(Stored data entries)
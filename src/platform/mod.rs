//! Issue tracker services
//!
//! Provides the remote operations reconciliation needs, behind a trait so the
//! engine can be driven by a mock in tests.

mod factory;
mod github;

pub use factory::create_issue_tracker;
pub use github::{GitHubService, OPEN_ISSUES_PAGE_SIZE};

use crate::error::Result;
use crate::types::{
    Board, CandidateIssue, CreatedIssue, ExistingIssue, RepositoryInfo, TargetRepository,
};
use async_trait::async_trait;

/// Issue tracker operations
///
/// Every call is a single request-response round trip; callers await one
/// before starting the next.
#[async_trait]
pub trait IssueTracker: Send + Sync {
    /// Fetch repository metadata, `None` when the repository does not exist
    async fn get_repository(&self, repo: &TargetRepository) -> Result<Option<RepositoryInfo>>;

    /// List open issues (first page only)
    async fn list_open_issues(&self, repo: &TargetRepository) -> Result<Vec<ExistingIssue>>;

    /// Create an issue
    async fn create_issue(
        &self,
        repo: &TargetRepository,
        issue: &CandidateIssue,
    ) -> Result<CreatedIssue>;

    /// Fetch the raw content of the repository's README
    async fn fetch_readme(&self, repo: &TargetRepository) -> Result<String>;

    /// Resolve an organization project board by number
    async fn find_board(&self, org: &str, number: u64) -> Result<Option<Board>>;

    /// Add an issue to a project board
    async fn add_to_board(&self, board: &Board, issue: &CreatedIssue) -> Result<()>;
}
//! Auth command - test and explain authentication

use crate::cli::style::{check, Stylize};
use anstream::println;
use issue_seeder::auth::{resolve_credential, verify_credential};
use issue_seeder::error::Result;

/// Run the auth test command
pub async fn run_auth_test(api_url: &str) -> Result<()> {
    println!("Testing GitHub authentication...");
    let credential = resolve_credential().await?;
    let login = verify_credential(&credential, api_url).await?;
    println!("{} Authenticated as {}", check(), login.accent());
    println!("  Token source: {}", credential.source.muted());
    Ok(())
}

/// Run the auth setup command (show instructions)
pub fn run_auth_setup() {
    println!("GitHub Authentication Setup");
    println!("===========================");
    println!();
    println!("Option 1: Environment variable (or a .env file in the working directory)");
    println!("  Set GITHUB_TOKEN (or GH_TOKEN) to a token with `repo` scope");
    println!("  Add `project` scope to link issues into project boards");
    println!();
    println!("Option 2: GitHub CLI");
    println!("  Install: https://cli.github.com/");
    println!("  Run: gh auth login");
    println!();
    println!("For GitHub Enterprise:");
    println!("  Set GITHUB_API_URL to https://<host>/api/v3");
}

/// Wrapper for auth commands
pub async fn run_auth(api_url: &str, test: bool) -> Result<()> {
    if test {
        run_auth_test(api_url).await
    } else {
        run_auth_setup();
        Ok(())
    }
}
---
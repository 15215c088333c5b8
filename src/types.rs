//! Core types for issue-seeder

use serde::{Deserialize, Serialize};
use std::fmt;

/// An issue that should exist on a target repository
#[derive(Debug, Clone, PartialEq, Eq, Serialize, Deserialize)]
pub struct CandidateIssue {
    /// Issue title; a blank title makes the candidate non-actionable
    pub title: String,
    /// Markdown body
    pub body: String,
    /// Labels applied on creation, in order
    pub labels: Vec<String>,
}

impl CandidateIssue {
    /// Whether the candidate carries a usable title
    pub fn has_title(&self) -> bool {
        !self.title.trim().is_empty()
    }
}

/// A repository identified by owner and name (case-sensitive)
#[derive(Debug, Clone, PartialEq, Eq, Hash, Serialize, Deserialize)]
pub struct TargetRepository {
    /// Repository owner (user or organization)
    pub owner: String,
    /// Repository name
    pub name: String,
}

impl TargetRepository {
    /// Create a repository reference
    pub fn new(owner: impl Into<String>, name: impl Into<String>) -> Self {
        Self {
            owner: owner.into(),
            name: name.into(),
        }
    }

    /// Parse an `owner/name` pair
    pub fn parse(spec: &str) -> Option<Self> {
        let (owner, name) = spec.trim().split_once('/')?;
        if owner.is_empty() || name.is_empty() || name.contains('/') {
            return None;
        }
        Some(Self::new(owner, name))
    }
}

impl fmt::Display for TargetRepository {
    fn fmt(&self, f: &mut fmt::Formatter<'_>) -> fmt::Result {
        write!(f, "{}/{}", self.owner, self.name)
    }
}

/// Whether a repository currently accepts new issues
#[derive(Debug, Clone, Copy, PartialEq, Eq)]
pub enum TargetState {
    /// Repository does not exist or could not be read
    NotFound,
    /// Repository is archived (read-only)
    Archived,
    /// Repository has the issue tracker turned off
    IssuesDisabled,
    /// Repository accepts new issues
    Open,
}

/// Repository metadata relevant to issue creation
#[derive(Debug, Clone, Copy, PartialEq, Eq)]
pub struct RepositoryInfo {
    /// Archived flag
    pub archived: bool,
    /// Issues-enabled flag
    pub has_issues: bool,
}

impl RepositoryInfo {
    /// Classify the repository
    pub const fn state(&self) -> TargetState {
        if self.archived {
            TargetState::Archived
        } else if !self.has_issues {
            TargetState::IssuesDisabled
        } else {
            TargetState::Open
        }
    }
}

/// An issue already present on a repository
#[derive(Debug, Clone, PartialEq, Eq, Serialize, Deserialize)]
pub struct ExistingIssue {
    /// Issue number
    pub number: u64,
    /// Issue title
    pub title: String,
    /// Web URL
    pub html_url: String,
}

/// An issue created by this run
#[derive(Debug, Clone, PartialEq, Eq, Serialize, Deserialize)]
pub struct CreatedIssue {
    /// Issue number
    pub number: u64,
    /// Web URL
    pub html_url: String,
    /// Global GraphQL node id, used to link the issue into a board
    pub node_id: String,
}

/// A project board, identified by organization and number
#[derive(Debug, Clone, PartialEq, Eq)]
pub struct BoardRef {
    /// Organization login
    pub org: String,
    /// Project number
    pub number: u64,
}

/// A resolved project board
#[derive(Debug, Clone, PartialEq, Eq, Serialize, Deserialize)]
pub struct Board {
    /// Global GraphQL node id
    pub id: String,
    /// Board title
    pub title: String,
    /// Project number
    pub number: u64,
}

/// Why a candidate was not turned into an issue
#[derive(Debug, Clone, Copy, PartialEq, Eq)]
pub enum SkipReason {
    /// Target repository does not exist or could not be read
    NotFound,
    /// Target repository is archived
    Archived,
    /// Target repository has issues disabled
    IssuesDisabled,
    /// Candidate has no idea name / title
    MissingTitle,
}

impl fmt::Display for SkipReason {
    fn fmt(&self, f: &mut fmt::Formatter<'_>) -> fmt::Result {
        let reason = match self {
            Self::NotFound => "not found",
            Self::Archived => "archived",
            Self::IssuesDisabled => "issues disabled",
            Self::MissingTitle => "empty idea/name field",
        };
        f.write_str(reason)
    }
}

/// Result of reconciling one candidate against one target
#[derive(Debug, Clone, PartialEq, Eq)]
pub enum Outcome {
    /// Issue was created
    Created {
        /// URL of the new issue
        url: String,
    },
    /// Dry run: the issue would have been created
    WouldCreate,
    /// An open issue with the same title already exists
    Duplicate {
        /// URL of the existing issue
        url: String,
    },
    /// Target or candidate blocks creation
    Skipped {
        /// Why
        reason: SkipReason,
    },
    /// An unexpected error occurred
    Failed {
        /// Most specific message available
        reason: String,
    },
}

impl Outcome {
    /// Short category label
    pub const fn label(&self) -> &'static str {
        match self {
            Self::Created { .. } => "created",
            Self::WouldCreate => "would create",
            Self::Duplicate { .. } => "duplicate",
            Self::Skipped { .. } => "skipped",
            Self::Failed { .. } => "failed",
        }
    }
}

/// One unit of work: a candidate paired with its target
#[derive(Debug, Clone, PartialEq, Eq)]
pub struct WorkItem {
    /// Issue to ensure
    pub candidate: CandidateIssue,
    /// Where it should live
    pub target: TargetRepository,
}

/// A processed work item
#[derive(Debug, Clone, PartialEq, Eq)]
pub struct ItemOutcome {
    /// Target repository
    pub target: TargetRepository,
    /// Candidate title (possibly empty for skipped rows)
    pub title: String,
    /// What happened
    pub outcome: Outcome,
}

** ASSIGNMENT **
Every line above that includes the word "IssuesDisabled" should be listed.

** SOLUTION FOR THIS TASK **
    IssuesDisabled,
            TargetState::IssuesDisabled
    IssuesDisabled,
            Self::IssuesDisabled => "issues disabled",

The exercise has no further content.